What is needed: What is the number of lines below that contain the word "Result"? Respond with that number alone.

::::::

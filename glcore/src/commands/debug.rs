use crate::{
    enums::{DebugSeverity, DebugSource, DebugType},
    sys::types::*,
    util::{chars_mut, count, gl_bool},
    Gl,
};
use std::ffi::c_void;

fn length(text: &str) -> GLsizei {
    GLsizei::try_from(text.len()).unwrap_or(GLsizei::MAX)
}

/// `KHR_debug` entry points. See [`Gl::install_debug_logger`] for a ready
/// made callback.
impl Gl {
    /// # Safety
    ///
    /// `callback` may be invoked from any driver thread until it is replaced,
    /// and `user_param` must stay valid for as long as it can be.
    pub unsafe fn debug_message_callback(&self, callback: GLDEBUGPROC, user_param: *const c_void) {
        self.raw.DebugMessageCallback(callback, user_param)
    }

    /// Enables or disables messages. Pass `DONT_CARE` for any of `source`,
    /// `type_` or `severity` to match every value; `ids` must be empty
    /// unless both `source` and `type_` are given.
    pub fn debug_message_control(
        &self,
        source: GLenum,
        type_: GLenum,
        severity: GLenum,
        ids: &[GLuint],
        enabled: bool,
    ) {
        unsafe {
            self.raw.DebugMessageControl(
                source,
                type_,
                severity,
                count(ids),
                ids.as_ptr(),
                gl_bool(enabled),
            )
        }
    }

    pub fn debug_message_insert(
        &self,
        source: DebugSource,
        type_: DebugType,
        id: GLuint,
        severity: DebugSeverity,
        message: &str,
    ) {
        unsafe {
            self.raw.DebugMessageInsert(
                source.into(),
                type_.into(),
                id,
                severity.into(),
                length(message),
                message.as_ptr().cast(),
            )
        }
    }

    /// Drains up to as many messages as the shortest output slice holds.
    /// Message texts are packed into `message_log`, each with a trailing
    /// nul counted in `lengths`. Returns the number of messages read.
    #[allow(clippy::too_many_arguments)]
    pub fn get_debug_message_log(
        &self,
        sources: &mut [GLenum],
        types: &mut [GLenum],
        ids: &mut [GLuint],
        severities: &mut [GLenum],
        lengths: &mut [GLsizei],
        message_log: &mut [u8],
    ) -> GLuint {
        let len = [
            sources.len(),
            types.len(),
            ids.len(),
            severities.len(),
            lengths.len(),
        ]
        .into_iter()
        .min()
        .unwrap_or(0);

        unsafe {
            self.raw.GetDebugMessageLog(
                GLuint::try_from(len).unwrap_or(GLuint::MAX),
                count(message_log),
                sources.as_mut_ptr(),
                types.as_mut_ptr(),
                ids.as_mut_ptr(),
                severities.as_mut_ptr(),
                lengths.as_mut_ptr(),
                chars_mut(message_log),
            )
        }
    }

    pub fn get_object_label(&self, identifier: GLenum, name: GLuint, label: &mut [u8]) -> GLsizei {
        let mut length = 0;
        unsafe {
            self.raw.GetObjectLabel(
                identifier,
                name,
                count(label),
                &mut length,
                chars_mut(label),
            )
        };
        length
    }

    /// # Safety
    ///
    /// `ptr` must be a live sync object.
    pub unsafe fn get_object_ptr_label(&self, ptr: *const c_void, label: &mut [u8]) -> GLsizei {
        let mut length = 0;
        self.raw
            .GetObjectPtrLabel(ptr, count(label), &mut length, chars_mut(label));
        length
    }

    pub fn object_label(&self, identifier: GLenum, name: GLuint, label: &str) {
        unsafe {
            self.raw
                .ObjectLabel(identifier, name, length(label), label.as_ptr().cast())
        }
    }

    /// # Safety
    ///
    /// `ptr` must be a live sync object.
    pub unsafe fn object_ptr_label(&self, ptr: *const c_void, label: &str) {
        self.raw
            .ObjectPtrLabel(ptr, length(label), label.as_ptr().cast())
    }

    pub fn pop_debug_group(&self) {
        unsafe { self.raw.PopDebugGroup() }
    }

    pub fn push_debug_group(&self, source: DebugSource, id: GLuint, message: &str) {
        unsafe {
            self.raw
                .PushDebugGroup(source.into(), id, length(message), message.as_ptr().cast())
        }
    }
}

::::::

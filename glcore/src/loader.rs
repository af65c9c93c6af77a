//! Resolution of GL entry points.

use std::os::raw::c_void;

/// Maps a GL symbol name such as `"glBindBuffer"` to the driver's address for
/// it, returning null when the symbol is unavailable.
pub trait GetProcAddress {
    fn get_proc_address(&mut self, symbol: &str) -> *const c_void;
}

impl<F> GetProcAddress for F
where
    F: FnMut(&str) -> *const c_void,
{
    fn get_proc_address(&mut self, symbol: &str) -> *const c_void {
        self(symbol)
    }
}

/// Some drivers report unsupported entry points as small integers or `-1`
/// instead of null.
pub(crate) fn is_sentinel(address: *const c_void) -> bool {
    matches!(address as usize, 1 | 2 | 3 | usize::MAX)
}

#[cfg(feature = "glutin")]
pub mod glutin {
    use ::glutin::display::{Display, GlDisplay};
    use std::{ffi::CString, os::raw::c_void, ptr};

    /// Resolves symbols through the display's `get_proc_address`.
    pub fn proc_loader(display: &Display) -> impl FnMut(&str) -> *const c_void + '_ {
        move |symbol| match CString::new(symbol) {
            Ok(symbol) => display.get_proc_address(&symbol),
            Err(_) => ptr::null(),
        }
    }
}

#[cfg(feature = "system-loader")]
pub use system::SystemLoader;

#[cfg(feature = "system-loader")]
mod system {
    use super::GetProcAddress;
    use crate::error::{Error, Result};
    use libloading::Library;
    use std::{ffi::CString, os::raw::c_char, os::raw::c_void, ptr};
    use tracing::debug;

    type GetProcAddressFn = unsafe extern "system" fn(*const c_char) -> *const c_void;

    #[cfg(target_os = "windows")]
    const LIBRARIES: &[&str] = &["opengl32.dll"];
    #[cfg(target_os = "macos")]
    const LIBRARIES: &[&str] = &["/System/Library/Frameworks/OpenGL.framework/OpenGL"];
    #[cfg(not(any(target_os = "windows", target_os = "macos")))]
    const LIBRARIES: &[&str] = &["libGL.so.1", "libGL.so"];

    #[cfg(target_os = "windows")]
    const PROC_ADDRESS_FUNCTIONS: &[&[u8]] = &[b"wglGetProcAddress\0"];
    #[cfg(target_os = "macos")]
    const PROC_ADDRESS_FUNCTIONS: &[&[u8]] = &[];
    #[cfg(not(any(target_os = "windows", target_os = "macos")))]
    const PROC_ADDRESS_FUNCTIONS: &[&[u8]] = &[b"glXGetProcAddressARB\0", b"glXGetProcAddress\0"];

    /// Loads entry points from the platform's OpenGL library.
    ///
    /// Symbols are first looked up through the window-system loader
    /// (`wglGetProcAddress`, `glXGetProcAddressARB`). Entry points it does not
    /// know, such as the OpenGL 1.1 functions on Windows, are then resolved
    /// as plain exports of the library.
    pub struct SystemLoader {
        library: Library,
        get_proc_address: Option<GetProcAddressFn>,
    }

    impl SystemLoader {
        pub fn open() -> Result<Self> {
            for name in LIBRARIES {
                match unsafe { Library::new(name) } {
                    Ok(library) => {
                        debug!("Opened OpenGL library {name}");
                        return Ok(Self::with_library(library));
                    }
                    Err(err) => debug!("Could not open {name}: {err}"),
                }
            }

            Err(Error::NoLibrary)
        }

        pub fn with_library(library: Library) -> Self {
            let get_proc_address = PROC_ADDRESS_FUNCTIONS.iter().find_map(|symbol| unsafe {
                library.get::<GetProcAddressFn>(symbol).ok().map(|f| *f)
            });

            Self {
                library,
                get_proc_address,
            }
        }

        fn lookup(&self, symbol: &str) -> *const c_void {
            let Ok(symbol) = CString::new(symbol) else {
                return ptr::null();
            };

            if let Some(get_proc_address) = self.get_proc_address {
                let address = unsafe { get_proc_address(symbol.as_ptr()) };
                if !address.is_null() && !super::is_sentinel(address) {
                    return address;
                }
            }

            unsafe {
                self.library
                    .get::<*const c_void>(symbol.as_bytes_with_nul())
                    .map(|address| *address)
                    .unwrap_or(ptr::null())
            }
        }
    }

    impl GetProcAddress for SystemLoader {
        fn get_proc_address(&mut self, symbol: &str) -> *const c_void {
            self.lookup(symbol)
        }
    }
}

::::::

Finished exercise: 2